Add support for representing those functional dependencies between
devices to allow the driver core to track them and act on them in
certain cases where they matter.

The argument for doing that in the driver core is that there are
quite a few distinct use cases related to that, they are relatively
hard to get right in a driver (if one wants to address all of them
properly) and it only gets worse if multiplied by the number of
drivers potentially needing to do it.  Morever, at least one case
(asynchronous system suspend/resume) cannot be handled in a single
driver at all, because it requires the driver of A to wait for B to
suspend (during system suspend) and the driver of B to wait for
A to resume (during system resume).

To that end, represent links between devices (or more precisely
between device+driver combos) as a struct device_link object
containing pointers to the devices in question, a list node for
each of them, status information, flags, a lock and an RCU head
for synchronization.

Also add two new list heads, links_to_consumers and links_to_suppliers,
to struct device to represent the lists of links to the devices that
depend on the given one (consumers) and to the devices depended on
by it (suppliers), respectively.

The entire data structure consisting of all of the lists of link
objects for all devices is protected by SRCU (for list walking)
and a by mutex (for link object addition/removal).  In addition
to that, each link object has an internal status field whose
value reflects what's happening to the devices pointed to by
the link.  That status field is protected by an internal spinlock.

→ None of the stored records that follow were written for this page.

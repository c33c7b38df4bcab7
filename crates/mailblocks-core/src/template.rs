use std::fmt;
use std::str::FromStr;

use serde::{Deserialize, Serialize};
use serde_json::json;

use crate::block::{BlockKind, Props, props_from_json};
use crate::error::UnknownTemplate;

/// Built-in starting documents.
#[derive(Debug, Clone, Copy, Default, PartialEq, Eq, Hash, Serialize, Deserialize)]
#[serde(rename_all = "snake_case")]
pub enum Template {
    #[default]
    Blank,
    Newsletter,
    Announcement,
    Welcome,
}

/// One block of a template before it is given an id.
#[derive(Debug, Clone, PartialEq)]
pub struct TemplateBlock {
    pub kind: BlockKind,
    pub content: Props,
    pub style: Props,
}

impl TemplateBlock {
    fn new(kind: BlockKind) -> Self {
        Self {
            kind,
            content: Props::new(),
            style: Props::new(),
        }
    }

    fn content(mut self, value: serde_json::Value) -> Self {
        self.content = props_from_json(value);
        self
    }

    fn style(mut self, value: serde_json::Value) -> Self {
        self.style = props_from_json(value);
        self
    }
}

impl Template {
    pub const ALL: [Template; 4] = [
        Template::Blank,
        Template::Newsletter,
        Template::Announcement,
        Template::Welcome,
    ];

    pub fn as_str(self) -> &'static str {
        match self {
            Template::Blank => "blank",
            Template::Newsletter => "newsletter",
            Template::Announcement => "announcement",
            Template::Welcome => "welcome",
        }
    }

    pub fn description(self) -> &'static str {
        match self {
            Template::Blank => "Start from an empty canvas",
            Template::Newsletter => "Header image, intro, article teaser and footer links",
            Template::Announcement => "Headline, hero image and a single call to action",
            Template::Welcome => "Greeting for new subscribers with a getting-started button",
        }
    }

    /// Template blocks in document order. Payloads are patches over each
    /// kind's defaults.
    pub fn blocks(self) -> Vec<TemplateBlock> {
        match self {
            Template::Blank => Vec::new(),
            Template::Newsletter => vec![
                TemplateBlock::new(BlockKind::Image)
                    .content(json!({ "src": "https://placehold.co/600x200", "alt": "Header" })),
                TemplateBlock::new(BlockKind::Text)
                    .content(json!({ "text": "This week's newsletter" }))
                    .style(json!({ "fontSize": "24px", "textAlign": "center" })),
                TemplateBlock::new(BlockKind::Text)
                    .content(json!({ "text": "Here is what happened since the last issue." })),
                TemplateBlock::new(BlockKind::Divider),
                TemplateBlock::new(BlockKind::Columns),
                TemplateBlock::new(BlockKind::Button)
                    .content(json!({ "text": "Read more", "url": "#" })),
                TemplateBlock::new(BlockKind::Spacer),
                TemplateBlock::new(BlockKind::Social),
            ],
            Template::Announcement => vec![
                TemplateBlock::new(BlockKind::Text)
                    .content(json!({ "text": "Big news" }))
                    .style(json!({ "fontSize": "28px", "textAlign": "center" })),
                TemplateBlock::new(BlockKind::Image)
                    .content(json!({ "src": "https://placehold.co/600x300", "alt": "Hero" })),
                TemplateBlock::new(BlockKind::Text)
                    .content(json!({ "text": "We have something new to share with you." })),
                TemplateBlock::new(BlockKind::Button)
                    .content(json!({ "text": "Learn more", "url": "#" })),
            ],
            Template::Welcome => vec![
                TemplateBlock::new(BlockKind::Text)
                    .content(json!({ "text": "Welcome aboard!" }))
                    .style(json!({ "fontSize": "24px" })),
                TemplateBlock::new(BlockKind::Text)
                    .content(json!({ "text": "Thanks for subscribing. Here is how to get started." })),
                TemplateBlock::new(BlockKind::Button)
                    .content(json!({ "text": "Get started", "url": "#" })),
                TemplateBlock::new(BlockKind::Divider),
                TemplateBlock::new(BlockKind::Social),
            ],
        }
    }
}

impl fmt::Display for Template {
    fn fmt(&self, f: &mut fmt::Formatter<'_>) -> fmt::Result {
        f.write_str(self.as_str())
    }
}

impl FromStr for Template {
    type Err = UnknownTemplate;

    fn from_str(s: &str) -> Result<Self, Self::Err> {
        Template::ALL
            .into_iter()
            .find(|t| t.as_str() == s)
            .ok_or_else(|| UnknownTemplate(s.to_string()))
    }
}
use anyhow::{Result, bail};
use mailblocks_core::{Action, BuilderConfig, BuilderState, EmailValue, Outcome, Template};

pub struct ReplayReport {
    pub state: BuilderState,
    pub applied: usize,
    pub unchanged: usize,
    pub rejected: usize,
}

impl ReplayReport {
    pub fn value(&self) -> EmailValue {
        EmailValue::from_blocks(self.state.blocks())
    }
}

pub fn parse_script(source: &str) -> Result<Vec<Action>> {
    Ok(serde_json::from_str(source)?)
}

/// Applies `actions` in order. Rejected actions are logged and skipped
/// unless `strict` is set.
pub fn run(
    template: Template,
    config: BuilderConfig,
    actions: Vec<Action>,
    strict: bool,
) -> Result<ReplayReport> {
    let mut report = ReplayReport {
        state: BuilderState::from_template(template, config),
        applied: 0,
        unchanged: 0,
        rejected: 0,
    };

    for (step, action) in actions.into_iter().enumerate() {
        let name = action.name();
        match report.state.apply(action) {
            Ok(outcome) if outcome.is_noop() => {
                report.unchanged += 1;
                tracing::info!(step, action = name, ?outcome, "nothing to do");
            }
            Ok(Outcome::Selected) => {}
            Ok(_) => report.applied += 1,
            Err(err) => {
                if strict {
                    bail!("step {step} ({name}) rejected: {err}");
                }
                report.rejected += 1;
                tracing::warn!(step, action = name, %err, "action rejected");
            }
        }
    }
    Ok(report)
}
//! Dataset Loading
//!
//! Reads raw measurement rows from disk. Three layouts are understood:
//!
//! - CSV with a header row (`model,cores,batch_size,latency_ms,...`)
//! - a JSON array of flat records (or `{"records": [...]}`)
//! - the nested benchmark dump
//!   `{"detailed_results": {model: {config: {"measurements": [...]}}}}`
//!
//! In the nested layout, measurements inherit the model from their parent key
//! and `cores`/`batch_size` from `coresN`/`batchN` tokens in the config name
//! when they do not carry them. Measurements flagged `"is_valid": false` are
//! skipped. Loading never validates values; that is the store's job.
//!
//! A row whose values cannot be decoded (text in a numeric column, a negative
//! core count) does not fail the file. It is kept in place as an unparseable
//! [`RawRecord`] so the store can reject it under its own index, or abort
//! the load in strict mode. Only an unreadable file or malformed document
//! fails here.

use anyhow::{Context, bail};
use benchcheck_core::RawRecord;
use serde_json::Value;
use std::path::Path;

/// Load raw rows from a CSV or JSON file, picking the parser by extension
pub fn load_records(path: &Path) -> anyhow::Result<Vec<RawRecord>> {
    let extension = path
        .extension()
        .and_then(|e| e.to_str())
        .map(str::to_lowercase)
        .unwrap_or_default();

    let records = match extension.as_str() {
        "csv" => {
            let file = std::fs::File::open(path)
                .with_context(|| format!("Failed to open {}", path.display()))?;
            read_csv(file).with_context(|| format!("Failed to parse {}", path.display()))?
        }
        "json" => {
            let content = std::fs::read_to_string(path)
                .with_context(|| format!("Failed to read {}", path.display()))?;
            parse_json(&content).with_context(|| format!("Failed to parse {}", path.display()))?
        }
        other => bail!(
            "Unsupported input format '{}' for {} (expected .csv or .json)",
            other,
            path.display()
        ),
    };

    tracing::debug!(rows = records.len(), path = %path.display(), "dataset read");
    Ok(records)
}

/// Read CSV rows with a header
pub fn read_csv<R: std::io::Read>(reader: R) -> anyhow::Result<Vec<RawRecord>> {
    let mut csv_reader = csv::ReaderBuilder::new().trim(csv::Trim::All).from_reader(reader);
    let headers = csv_reader.headers().context("CSV header")?.clone();

    let mut records = Vec::new();
    for (row, result) in csv_reader.records().enumerate() {
        let record = match result {
            Ok(record) => decode_row(record.deserialize(Some(&headers)), row),
            Err(err) if matches!(err.kind(), csv::ErrorKind::UnequalLengths { .. }) => {
                decode_row(Err(err), row)
            }
            Err(err) => return Err(err).with_context(|| format!("CSV row {}", row + 1)),
        };
        records.push(record);
    }
    Ok(records)
}

/// Parse any of the supported JSON layouts
pub fn parse_json(content: &str) -> anyhow::Result<Vec<RawRecord>> {
    let value: Value = serde_json::from_str(content)?;
    match value {
        Value::Array(rows) => Ok(decode_array(rows)),
        Value::Object(mut map) => {
            if let Some(detailed) = map.remove("detailed_results") {
                parse_detailed_results(detailed)
            } else if let Some(records) = map.remove("records") {
                let Value::Array(rows) = records else {
                    bail!("`records` must be an array");
                };
                Ok(decode_array(rows))
            } else {
                bail!("Expected a JSON array, a `records` array or `detailed_results`")
            }
        }
        _ => bail!("Expected a JSON array or object at the top level"),
    }
}

fn decode_array(rows: Vec<Value>) -> Vec<RawRecord> {
    rows.into_iter()
        .enumerate()
        .map(|(row, value)| decode_row(serde_json::from_value(value), row))
        .collect()
}

/// Keep an undecodable row in place as an unparseable record
fn decode_row<E: std::fmt::Display>(result: Result<RawRecord, E>, row: usize) -> RawRecord {
    match result {
        Ok(record) => record,
        Err(err) => {
            tracing::debug!(row, error = %err, "row could not be decoded");
            RawRecord::unparseable(err.to_string())
        }
    }
}

fn parse_detailed_results(detailed: Value) -> anyhow::Result<Vec<RawRecord>> {
    let Value::Object(models) = detailed else {
        bail!("`detailed_results` must be an object keyed by model");
    };

    let mut records = Vec::new();
    for (model, configs) in models {
        let Value::Object(configs) = configs else {
            continue;
        };
        for (config_name, config) in configs {
            let Some(Value::Array(measurements)) = config.get("measurements") else {
                continue;
            };
            let (cores, batch_size) = parse_config_name(&config_name);

            for measurement in measurements {
                if measurement.get("is_valid").and_then(Value::as_bool) == Some(false) {
                    continue;
                }
                let mut record = match serde_json::from_value::<RawRecord>(measurement.clone()) {
                    Ok(record) => record,
                    Err(err) => {
                        let reason = format!("{}/{}: {}", model, config_name, err);
                        records.push(decode_row(Err(reason), records.len()));
                        continue;
                    }
                };
                record.model.get_or_insert_with(|| model.clone());
                if record.cores.is_none() {
                    record.cores = cores;
                }
                if record.batch_size.is_none() {
                    record.batch_size = batch_size;
                }
                records.push(record);
            }
        }
    }
    Ok(records)
}

/// Extract `(cores, batch_size)` from names like `cores4_batch8`
fn parse_config_name(name: &str) -> (Option<u32>, Option<u32>) {
    let mut cores = None;
    let mut batch = None;
    for token in name.split(|c: char| c == '_' || c == '-') {
        if let Some(n) = token.strip_prefix("cores").and_then(|n| n.parse().ok()) {
            cores = Some(n);
        } else if let Some(n) = token.strip_prefix("batch").and_then(|n| n.parse().ok()) {
            batch = Some(n);
        }
    }
    (cores, batch)
}

#[cfg(test)]
mod tests {
    use super::*;
    use std::io::Write;

    #[test]
    fn test_read_csv() {
        let data = "\
model,cores,batch_size,latency_ms,throughput_fps,power_w,efficiency_fps_per_w,temperature_c
resnet18,1,1,10.2,98.0,9.8,10.0,45.5
resnet18,1,1,10.4,96.0,,9.9,46.0
";
        let records = read_csv(data.as_bytes()).unwrap();
        assert_eq!(records.len(), 2);
        assert_eq!(records[0].model.as_deref(), Some("resnet18"));
        assert_eq!(records[0].power_w, Some(9.8));
        assert_eq!(records[1].power_w, None);
    }

    #[test]
    fn test_csv_with_dump_column_names() {
        let data = "\
model_name,core_count,batch_size,latency_ms,throughput_fps,power_consumption_watts,efficiency_fps_per_watt,temperature_celsius
mobilenet,2,4,3.0,1333.0,12.0,111.08,50.0
";
        let records = read_csv(data.as_bytes()).unwrap();
        assert_eq!(records[0].cores, Some(2));
        assert_eq!(records[0].temperature_c, Some(50.0));
    }

    #[test]
    fn test_parse_flat_json() {
        let json = r#"[{"model": "a", "cores": 1, "batch_size": 1, "latency_ms": 1.0}]"#;
        let records = parse_json(json).unwrap();
        assert_eq!(records.len(), 1);
        assert_eq!(records[0].latency_ms, Some(1.0));

        let wrapped = r#"{"records": [{"model": "a"}, {"model": "b"}]}"#;
        assert_eq!(parse_json(wrapped).unwrap().len(), 2);
    }

    #[test]
    fn test_parse_detailed_results() {
        let json = r#"{
            "detailed_results": {
                "yolov5s": {
                    "cores4_batch8": {
                        "measurements": [
                            {"latency_ms": 20.0, "throughput_fps": 400.0,
                             "power_consumption_watts": 16.0, "efficiency_fps_per_watt": 25.0,
                             "temperature_celsius": 52.0},
                            {"latency_ms": 99.0, "is_valid": false},
                            {"model_name": "override", "core_count": 2, "latency_ms": 21.0}
                        ]
                    },
                    "summary": {"mean": 1.0}
                }
            }
        }"#;
        let records = parse_json(json).unwrap();
        assert_eq!(records.len(), 2);

        assert_eq!(records[0].model.as_deref(), Some("yolov5s"));
        assert_eq!(records[0].cores, Some(4));
        assert_eq!(records[0].batch_size, Some(8));
        assert_eq!(records[0].power_w, Some(16.0));

        assert_eq!(records[1].model.as_deref(), Some("override"));
        assert_eq!(records[1].cores, Some(2));
        assert_eq!(records[1].batch_size, Some(8));
    }

    #[test]
    fn test_badly_typed_csv_row_stays_in_place() {
        let mut data = String::from(
            "model,cores,batch_size,latency_ms,throughput_fps,power_w,efficiency_fps_per_w,temperature_c\n",
        );
        for _ in 0..5 {
            data.push_str("net,1,1,10.0,100.0,10.0,10.0,45.0\n");
        }
        data.push_str("net,-1,1,10.0,100.0,10.0,10.0,45.0\n");
        data.push_str("net,1,1,10.0\n");
        data.push_str("net,2,1,10.0,100.0,10.0,10.0,45.0\n");

        let records = read_csv(data.as_bytes()).unwrap();
        assert_eq!(records.len(), 8);
        assert!(records[..5].iter().all(|r| r.parse_error.is_none()));
        assert!(records[5].parse_error.is_some());
        assert_eq!(records[5].cores, None);
        assert!(records[6].parse_error.is_some());
        assert_eq!(records[7].cores, Some(2));
    }

    #[test]
    fn test_badly_typed_json_row_stays_in_place() {
        let json = r#"[
            {"model": "a", "latency_ms": 1.0},
            {"model": "a", "latency_ms": "n/a"},
            {"model": "b", "latency_ms": 2.0}
        ]"#;
        let records = parse_json(json).unwrap();
        assert_eq!(records.len(), 3);
        let reason = records[1].parse_error.as_deref().unwrap();
        assert!(reason.contains("invalid type"), "{reason}");
        assert_eq!(records[2].model.as_deref(), Some("b"));

        let detailed = r#"{"detailed_results": {"net": {"cores1_batch1": {"measurements": [
            {"latency_ms": 1.0},
            {"latency_ms": true}
        ]}}}}"#;
        let records = parse_json(detailed).unwrap();
        assert_eq!(records.len(), 2);
        assert_eq!(records[0].model.as_deref(), Some("net"));
        assert!(records[1].parse_error.as_deref().unwrap().starts_with("net/cores1_batch1"));
    }

    #[test]
    fn test_parse_config_name() {
        assert_eq!(parse_config_name("cores4_batch8"), (Some(4), Some(8)));
        assert_eq!(parse_config_name("batch16-cores2"), (Some(2), Some(16)));
        assert_eq!(parse_config_name("default"), (None, None));
    }

    #[test]
    fn test_load_records_by_extension() {
        let dir = tempfile::tempdir().unwrap();

        let csv_path = dir.path().join("runs.csv");
        let mut file = std::fs::File::create(&csv_path).unwrap();
        writeln!(file, "model,cores,batch_size").unwrap();
        writeln!(file, "a,1,1").unwrap();
        assert_eq!(load_records(&csv_path).unwrap().len(), 1);

        let json_path = dir.path().join("runs.JSON");
        std::fs::write(&json_path, r#"[{"model": "a"}]"#).unwrap();
        assert_eq!(load_records(&json_path).unwrap().len(), 1);

        let txt_path = dir.path().join("runs.txt");
        std::fs::write(&txt_path, "").unwrap();
        assert!(load_records(&txt_path).is_err());

        assert!(load_records(&dir.path().join("missing.csv")).is_err());
    }
}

New links are added by calling device_link_add() which may happen
either before the consumer device is probed or when probing it, in
which case the caller must ensure that the driver of the supplier
device is present and functional and the DEVICE_LINK_SUPPLIER_READY
flag must be passed to device_link_add() to reflect that.

Link objects are deleted either explicitly, by calling
device_link_del() on the link object in question, or automatically,
when the consumer device is unbound from its driver or when one
of the target devices is deleted, depending on the link type.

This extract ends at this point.